### Task prompt
Please output exactly the part of the records below that opens with the line containing "async fn main()" and closes with the line containing "then renamed over", both lines included, and nothing else.

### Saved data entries
★ ★ ★ ★ ★

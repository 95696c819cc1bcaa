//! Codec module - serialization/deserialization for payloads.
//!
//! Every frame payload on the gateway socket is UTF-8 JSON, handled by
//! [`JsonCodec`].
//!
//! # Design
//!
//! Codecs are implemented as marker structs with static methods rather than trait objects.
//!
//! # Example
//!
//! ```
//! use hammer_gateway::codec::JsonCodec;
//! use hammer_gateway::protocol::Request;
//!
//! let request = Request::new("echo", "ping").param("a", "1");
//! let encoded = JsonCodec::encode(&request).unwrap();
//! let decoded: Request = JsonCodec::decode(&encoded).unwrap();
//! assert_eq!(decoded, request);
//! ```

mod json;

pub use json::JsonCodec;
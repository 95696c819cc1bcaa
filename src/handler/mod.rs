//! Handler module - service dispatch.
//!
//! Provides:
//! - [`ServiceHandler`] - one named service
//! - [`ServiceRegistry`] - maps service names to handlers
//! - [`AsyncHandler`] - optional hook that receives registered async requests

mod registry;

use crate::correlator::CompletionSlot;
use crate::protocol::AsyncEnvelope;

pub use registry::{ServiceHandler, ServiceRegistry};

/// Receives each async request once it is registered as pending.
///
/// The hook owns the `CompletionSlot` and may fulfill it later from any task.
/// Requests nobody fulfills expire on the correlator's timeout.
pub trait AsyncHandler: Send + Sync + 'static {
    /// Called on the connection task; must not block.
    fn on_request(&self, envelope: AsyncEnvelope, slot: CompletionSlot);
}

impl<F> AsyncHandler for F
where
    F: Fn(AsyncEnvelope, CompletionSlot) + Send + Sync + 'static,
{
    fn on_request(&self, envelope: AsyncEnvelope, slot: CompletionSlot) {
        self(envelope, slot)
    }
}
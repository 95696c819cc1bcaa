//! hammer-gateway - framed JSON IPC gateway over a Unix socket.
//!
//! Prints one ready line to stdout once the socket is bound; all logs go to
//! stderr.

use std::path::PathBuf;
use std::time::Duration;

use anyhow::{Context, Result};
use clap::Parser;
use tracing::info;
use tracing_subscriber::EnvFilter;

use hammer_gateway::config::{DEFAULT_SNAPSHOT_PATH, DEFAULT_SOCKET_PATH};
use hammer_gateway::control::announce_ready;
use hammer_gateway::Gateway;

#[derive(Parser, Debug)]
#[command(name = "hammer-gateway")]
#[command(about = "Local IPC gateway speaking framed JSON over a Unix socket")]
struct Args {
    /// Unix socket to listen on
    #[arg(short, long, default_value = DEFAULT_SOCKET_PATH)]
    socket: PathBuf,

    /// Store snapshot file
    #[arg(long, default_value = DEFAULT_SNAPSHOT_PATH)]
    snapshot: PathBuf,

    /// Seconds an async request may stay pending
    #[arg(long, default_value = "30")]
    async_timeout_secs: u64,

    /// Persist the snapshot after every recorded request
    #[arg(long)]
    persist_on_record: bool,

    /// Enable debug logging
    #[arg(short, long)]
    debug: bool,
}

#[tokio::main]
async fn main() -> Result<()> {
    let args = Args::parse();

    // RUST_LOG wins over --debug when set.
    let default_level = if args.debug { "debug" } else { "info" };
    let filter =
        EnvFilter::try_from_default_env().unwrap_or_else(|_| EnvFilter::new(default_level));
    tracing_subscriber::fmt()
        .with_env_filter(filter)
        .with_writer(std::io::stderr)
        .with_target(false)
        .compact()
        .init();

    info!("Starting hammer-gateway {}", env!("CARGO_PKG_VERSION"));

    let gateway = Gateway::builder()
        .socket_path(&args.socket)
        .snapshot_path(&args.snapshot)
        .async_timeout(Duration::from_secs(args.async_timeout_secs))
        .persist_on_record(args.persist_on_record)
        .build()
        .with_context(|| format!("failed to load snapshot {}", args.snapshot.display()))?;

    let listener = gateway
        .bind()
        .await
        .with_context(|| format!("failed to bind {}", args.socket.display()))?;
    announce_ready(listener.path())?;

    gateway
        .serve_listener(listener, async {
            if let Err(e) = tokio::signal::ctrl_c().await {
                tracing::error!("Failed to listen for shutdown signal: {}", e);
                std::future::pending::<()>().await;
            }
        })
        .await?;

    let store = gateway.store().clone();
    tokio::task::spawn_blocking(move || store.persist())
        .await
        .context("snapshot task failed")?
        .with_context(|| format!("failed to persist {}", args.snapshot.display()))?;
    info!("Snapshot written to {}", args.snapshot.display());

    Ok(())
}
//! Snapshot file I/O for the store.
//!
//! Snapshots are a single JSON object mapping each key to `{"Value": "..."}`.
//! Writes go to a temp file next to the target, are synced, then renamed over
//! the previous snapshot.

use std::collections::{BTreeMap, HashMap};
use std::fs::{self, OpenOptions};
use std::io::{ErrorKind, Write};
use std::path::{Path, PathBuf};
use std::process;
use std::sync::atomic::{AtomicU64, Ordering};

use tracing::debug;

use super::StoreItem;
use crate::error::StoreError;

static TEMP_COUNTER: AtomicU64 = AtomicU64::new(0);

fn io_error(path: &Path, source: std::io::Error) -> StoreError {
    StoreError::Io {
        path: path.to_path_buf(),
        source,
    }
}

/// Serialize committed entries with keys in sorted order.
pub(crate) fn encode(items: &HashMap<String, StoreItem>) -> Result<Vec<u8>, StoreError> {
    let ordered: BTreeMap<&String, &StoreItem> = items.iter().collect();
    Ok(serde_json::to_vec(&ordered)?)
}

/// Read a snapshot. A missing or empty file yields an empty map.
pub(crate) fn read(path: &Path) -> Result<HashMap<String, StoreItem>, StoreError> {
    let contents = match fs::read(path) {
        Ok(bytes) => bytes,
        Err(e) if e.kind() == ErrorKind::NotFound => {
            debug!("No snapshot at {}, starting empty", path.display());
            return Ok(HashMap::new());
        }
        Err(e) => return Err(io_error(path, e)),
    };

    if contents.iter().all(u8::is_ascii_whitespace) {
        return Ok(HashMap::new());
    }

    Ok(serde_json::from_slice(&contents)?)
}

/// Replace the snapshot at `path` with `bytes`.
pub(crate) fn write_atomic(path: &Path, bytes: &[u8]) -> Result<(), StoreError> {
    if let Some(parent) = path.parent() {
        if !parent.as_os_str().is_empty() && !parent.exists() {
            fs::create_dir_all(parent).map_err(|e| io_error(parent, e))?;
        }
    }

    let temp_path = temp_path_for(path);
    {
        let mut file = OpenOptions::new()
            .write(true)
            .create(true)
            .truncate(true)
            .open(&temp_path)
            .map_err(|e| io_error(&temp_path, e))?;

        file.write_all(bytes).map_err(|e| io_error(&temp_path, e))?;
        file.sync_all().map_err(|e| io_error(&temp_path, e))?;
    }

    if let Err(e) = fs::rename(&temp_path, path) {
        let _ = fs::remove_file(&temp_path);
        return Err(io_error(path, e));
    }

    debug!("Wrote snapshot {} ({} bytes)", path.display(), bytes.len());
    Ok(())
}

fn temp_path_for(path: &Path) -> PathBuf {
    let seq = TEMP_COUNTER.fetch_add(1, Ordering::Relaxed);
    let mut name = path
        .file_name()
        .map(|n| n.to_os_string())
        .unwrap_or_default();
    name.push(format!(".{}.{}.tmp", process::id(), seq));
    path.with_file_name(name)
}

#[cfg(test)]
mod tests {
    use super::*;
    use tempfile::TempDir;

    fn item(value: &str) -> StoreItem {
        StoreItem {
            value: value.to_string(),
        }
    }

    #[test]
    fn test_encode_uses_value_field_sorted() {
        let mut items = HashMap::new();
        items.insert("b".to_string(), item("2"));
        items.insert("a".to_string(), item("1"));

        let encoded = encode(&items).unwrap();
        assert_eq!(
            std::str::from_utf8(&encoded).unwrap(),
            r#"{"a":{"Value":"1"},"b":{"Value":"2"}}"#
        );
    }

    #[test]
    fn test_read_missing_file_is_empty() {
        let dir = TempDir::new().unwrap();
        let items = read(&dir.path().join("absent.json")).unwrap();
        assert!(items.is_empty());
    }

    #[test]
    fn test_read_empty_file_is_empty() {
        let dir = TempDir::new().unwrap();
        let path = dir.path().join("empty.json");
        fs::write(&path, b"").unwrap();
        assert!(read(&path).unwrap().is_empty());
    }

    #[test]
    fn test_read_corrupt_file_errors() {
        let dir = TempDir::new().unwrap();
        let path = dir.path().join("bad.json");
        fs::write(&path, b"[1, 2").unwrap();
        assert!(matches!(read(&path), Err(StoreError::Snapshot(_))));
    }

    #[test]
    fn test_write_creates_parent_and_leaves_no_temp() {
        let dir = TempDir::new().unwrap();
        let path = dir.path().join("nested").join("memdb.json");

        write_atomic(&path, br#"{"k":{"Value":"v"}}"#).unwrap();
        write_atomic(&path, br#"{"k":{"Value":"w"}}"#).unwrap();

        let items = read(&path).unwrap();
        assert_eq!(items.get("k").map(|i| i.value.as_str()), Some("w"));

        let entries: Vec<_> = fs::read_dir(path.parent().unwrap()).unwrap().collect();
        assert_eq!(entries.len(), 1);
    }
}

★ ★ ★ ★ ★

### Answer to this exercise
async fn main() -> Result<()> {
    let args = Args::parse();

    // RUST_LOG wins over --debug when set.
    let default_level = if args.debug { "debug" } else { "info" };
    let filter =
        EnvFilter::try_from_default_env().unwrap_or_else(|_| EnvFilter::new(default_level));
    tracing_subscriber::fmt()
        .with_env_filter(filter)
        .with_writer(std::io::stderr)
        .with_target(false)
        .compact()
        .init();

    info!("Starting hammer-gateway {}", env!("CARGO_PKG_VERSION"));

    let gateway = Gateway::builder()
        .socket_path(&args.socket)
        .snapshot_path(&args.snapshot)
        .async_timeout(Duration::from_secs(args.async_timeout_secs))
        .persist_on_record(args.persist_on_record)
        .build()
        .with_context(|| format!("failed to load snapshot {}", args.snapshot.display()))?;

    let listener = gateway
        .bind()
        .await
        .with_context(|| format!("failed to bind {}", args.socket.display()))?;
    announce_ready(listener.path())?;

    gateway
        .serve_listener(listener, async {
            if let Err(e) = tokio::signal::ctrl_c().await {
                tracing::error!("Failed to listen for shutdown signal: {}", e);
                std::future::pending::<()>().await;
            }
        })
        .await?;

    let store = gateway.store().clone();
    tokio::task::spawn_blocking(move || store.persist())
        .await
        .context("snapshot task failed")?
        .with_context(|| format!("failed to persist {}", args.snapshot.display()))?;
    info!("Snapshot written to {}", args.snapshot.display());

    Ok(())
}
//! Snapshot file I/O for the store.
//!
//! Snapshots are a single JSON object mapping each key to `{"Value": "..."}`.
//! Writes go to a temp file next to the target, are synced, then renamed over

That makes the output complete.